Inflation continues to run hotter than expected, further eroding purchasing power and putting a considerable strain on household budgets. Even in Texas.

In fact, a new study suggests the Dallas-Fort Worth metroplex had the worst inflation rate of any metropolitan area in the U.S. The study indicates the region experienced a remarkable 5.3% change in the Consumer Price Index (CPI) over the last 12 months, meaning that the average consumer paid noticeably more over the past year for basic goods and services, like rent, groceries, and clothing. Nationwide, the target inflation rate is still well above the 2% policymakers generally aim for. “Core inflation, which excludes volatile food and energy prices, is at 3.9%.

Of course, those responsible for soaring prices and sapping savings are Washington, D.C. policymakers. A majority of the nation’s elected class—comprised of members of every political stripe—seem to have developed a penchant for reckless fiscal and monetary policies, both of which are driving inflation higher. Those twin policy perils generally manifest as deficit spending and money printing, neither of which is good for the long-term health of the American consumer.

Thus, the problem is clear: Washington, D.C. has a spending problem that, in large part, is being propped up by debt and the Federal Reserve. Because of this, ordinary Americans are left to bear the consequences, be it in the form of higher taxes, diminished purchasing power, shrinking economic opportunity, or some combination of all three. And while virtually everyone is left worse off as a result, some people, like those residing in the DFW area, bear a greater burden than others.

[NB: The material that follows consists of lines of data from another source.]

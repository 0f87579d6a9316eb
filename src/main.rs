use std::sync::Arc;

use anyhow::Result;
use tracing::info;
use tracing_subscriber::{layer::SubscriberExt, util::SubscriberInitExt};

use calebet::api::{self, AppState};
use calebet::config::Config;
use calebet::db::BetStore;
use calebet::service::BetService;

#[tokio::main]
async fn main() -> Result<()> {
    // Initialize logging
    tracing_subscriber::registry()
        .with(
            tracing_subscriber::EnvFilter::try_from_default_env()
                .unwrap_or_else(|_| "calebet=info,tower_http=info,warn".into()),
        )
        .with(tracing_subscriber::fmt::layer())
        .init();

    info!("Starting calebet");

    // Load configuration
    let config = Config::from_env()?;
    info!("Configuration loaded");

    // Initialize database
    let bet_store = Arc::new(BetStore::new(&config.database_url).await?);
    info!("Database initialized");

    let state = AppState {
        bets: BetService::new(bet_store),
    };
    let app = api::router(state, &config.cors_origins)?;

    let listener = tokio::net::TcpListener::bind(config.bind_addr).await?;
    info!("Listening on {}", config.bind_addr);

    axum::serve(listener, app)
        .with_graceful_shutdown(shutdown_signal())
        .await?;

    info!("Shutting down calebet");
    Ok(())
}

async fn shutdown_signal() {
    if tokio::signal::ctrl_c().await.is_ok() {
        info!("Shutdown signal received");
    }
}
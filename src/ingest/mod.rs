pub mod csv_import;

pub use csv_import::{parse_bets_csv, CsvImport, RowError, CSV_SOURCE};
use axum::{
    body::Bytes,
    extract::{Path, State},
    http::{header, HeaderMap},
    Json,
};
use serde::{Deserialize, Serialize};
use tracing::info;

use super::AppState;
use crate::error::AppError;
use crate::ingest::RowError;

/// Acknowledgement returned after a CSV upload
#[derive(Debug, Serialize, Deserialize)]
pub struct UploadResponse {
    pub content_type: String,
    pub size_kb: String,
    pub status: String,
    pub rows: usize,
    pub imported: u64,
    pub errors: Vec<RowError>,
}

/// Imports the CSV request body as bets owned by `user_id`.
///
/// # Errors
/// Returns 400 for an empty body or user id.
pub async fn upload_csv(
    State(state): State<AppState>,
    Path(user_id): Path<String>,
    headers: HeaderMap,
    body: Bytes,
) -> Result<Json<UploadResponse>, AppError> {
    if body.is_empty() {
        return Err(AppError::Validation("Uploaded file is empty".to_string()));
    }

    let content_type = headers
        .get(header::CONTENT_TYPE)
        .and_then(|v| v.to_str().ok())
        .unwrap_or("unknown")
        .to_string();
    let size_kb = format!("{:.2}", body.len() as f64 / 1024.0);

    info!(
        "Received upload for user {} ({} KB, {})",
        user_id, size_kb, content_type
    );

    let summary = state.bets.import_csv(&user_id, &body[..]).await?;

    Ok(Json(UploadResponse {
        content_type,
        size_kb,
        status: "received".to_string(),
        rows: summary.rows,
        imported: summary.imported,
        errors: summary.errors,
    }))
}

#[cfg(test)]
mod tests {
    use super::*;
    use crate::api::test_support;
    use axum::http::{HeaderValue, StatusCode};

    #[tokio::test]
    async fn test_upload_imports_rows() {
        let state = test_support::state().await;
        let mut headers = HeaderMap::new();
        headers.insert(header::CONTENT_TYPE, HeaderValue::from_static("text/csv"));
        let body = Bytes::from_static(
            b"event,market,odd,stake,payout_value,result\nA x B,1X2,1.5,10,15,win\nC x D,1X2,2,10,,pending\n",
        );

        let Json(response) = upload_csv(State(state.clone()), Path("u1".to_string()), headers, body)
            .await
            .unwrap();

        assert_eq!(response.status, "received");
        assert_eq!(response.content_type, "text/csv");
        assert_eq!(response.rows, 2);
        assert_eq!(response.imported, 2);
        assert!(response.errors.is_empty());

        let bets = state.bets.list(Some("u1")).await.unwrap();
        assert_eq!(bets.len(), 2);
    }

    #[tokio::test]
    async fn test_empty_upload_is_rejected() {
        let state = test_support::state().await;

        let err = upload_csv(
            State(state),
            Path("u1".to_string()),
            HeaderMap::new(),
            Bytes::new(),
        )
        .await
        .unwrap_err();

        assert_eq!(err.status_code(), StatusCode::BAD_REQUEST);
    }
}
//! Core category domain types.

use serde::{Deserialize, Serialize};

use crate::{
    Error,
    validation::{FieldErrors, WriteMode, check_text, resolve_required},
};

/// Database identifier for a category.
pub type CategoryId = i64;

const NAME_MAX_CHARS: usize = 255;
const SLUG_MAX_CHARS: usize = 255;

/// A group of products (e.g., 'Streaming', 'Books').
#[derive(Debug, Clone, PartialEq, Eq, Serialize, Deserialize, Hash)]
pub struct Category {
    /// The ID of the category.
    pub id: CategoryId,
    /// The unique display name of the category.
    pub name: String,
    /// The URL-friendly name of the category.
    pub slug: String,
}

/// A validated category that has not been stored yet.
#[derive(Debug, Clone, PartialEq, Eq)]
pub struct NewCategory {
    /// The unique display name of the category.
    pub name: String,
    /// The URL-friendly name of the category.
    pub slug: String,
}

/// Request body for creating and editing a category.
#[derive(Debug, Default, Serialize, Deserialize)]
pub struct CategoryFormData {
    pub name: Option<String>,
    pub slug: Option<String>,
}

impl CategoryFormData {
    /// Validate the form against the `stored` category, if there is one.
    ///
    /// # Errors
    ///
    /// Returns [Error::Validation] listing every field that is missing or invalid.
    pub fn validate(self, stored: Option<&Category>, mode: WriteMode) -> Result<NewCategory, Error> {
        let mut errors = FieldErrors::new();

        let name = resolve_required(&mut errors, "name", self.name, stored.map(|c| &c.name), mode);
        let slug = resolve_required(&mut errors, "slug", self.slug, stored.map(|c| &c.slug), mode);

        check_text(&mut errors, "name", name.as_deref(), NAME_MAX_CHARS);
        check_text(&mut errors, "slug", slug.as_deref(), SLUG_MAX_CHARS);

        match (name, slug) {
            (Some(name), Some(slug)) if errors.is_empty() => Ok(NewCategory {
                name: name.trim().to_owned(),
                slug: slug.trim().to_owned(),
            }),
            _ => Err(errors.into()),
        }
    }
}

#[cfg(test)]
mod category_form_tests {
    use crate::{
        Error,
        category::{Category, CategoryFormData, NewCategory},
        validation::WriteMode,
    };

    #[test]
    fn create_requires_all_fields() {
        let result = CategoryFormData::default().validate(None, WriteMode::Create);

        let Err(Error::Validation(errors)) = result else {
            panic!("expected validation error, got {result:?}");
        };
        assert!(errors.get("name").is_some());
        assert!(errors.get("slug").is_some());
    }

    #[test]
    fn create_trims_values() {
        let form = CategoryFormData {
            name: Some(" Streaming ".to_owned()),
            slug: Some("streaming".to_owned()),
        };

        let got = form.validate(None, WriteMode::Create);

        assert_eq!(
            got,
            Ok(NewCategory {
                name: "Streaming".to_owned(),
                slug: "streaming".to_owned()
            })
        );
    }

    #[test]
    fn patch_keeps_stored_fields() {
        let stored = Category {
            id: 1,
            name: "Books".to_owned(),
            slug: "books".to_owned(),
        };
        let form = CategoryFormData {
            name: Some("Novels".to_owned()),
            slug: None,
        };

        let got = form.validate(Some(&stored), WriteMode::Patch);

        assert_eq!(
            got,
            Ok(NewCategory {
                name: "Novels".to_owned(),
                slug: "books".to_owned()
            })
        );
    }

    #[test]
    fn blank_name_is_rejected() {
        let form = CategoryFormData {
            name: Some("   ".to_owned()),
            slug: Some("blank".to_owned()),
        };

        assert!(matches!(
            form.validate(None, WriteMode::Create),
            Err(Error::Validation(_))
        ));
    }
}
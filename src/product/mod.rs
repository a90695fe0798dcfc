//! Products for sale and the validation of their listings.

mod create;
mod db;
mod delete;
mod domain;
mod edit;
mod list;

use std::sync::{Arc, Mutex};

use axum::extract::FromRef;
use rusqlite::Connection;

use crate::AppState;

pub use create::create_product_endpoint;
pub use db::{
    create_product, create_product_table, delete_product, get_all_products, get_product,
    update_product,
};
pub use delete::delete_product_endpoint;
pub use domain::{NewProduct, Product, ProductFormData, ProductId};
pub use edit::{partial_update_product_endpoint, update_product_endpoint};
pub use list::{get_product_endpoint, list_products_endpoint};

/// The state needed by the product endpoints.
#[derive(Debug, Clone)]
pub struct ProductState {
    pub db_connection: Arc<Mutex<Connection>>,
}

impl FromRef<AppState> for ProductState {
    fn from_ref(state: &AppState) -> Self {
        Self {
            db_connection: state.db_connection.clone(),
        }
    }
}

What America needs most right now is a return to sound money and fiscal discipline. Given the national government’s rather poor track record, one might reasonably assume that those changes won’t come about without some external prompting. Which is to say, it’s time once again to seriously consider calling for an Article V convention to rein in the worst of Washington, D.C.’s decision-making.

Without an urgent return to fiscal and monetary sanity, America’s economic prospects are dim at best. And that is unacceptable.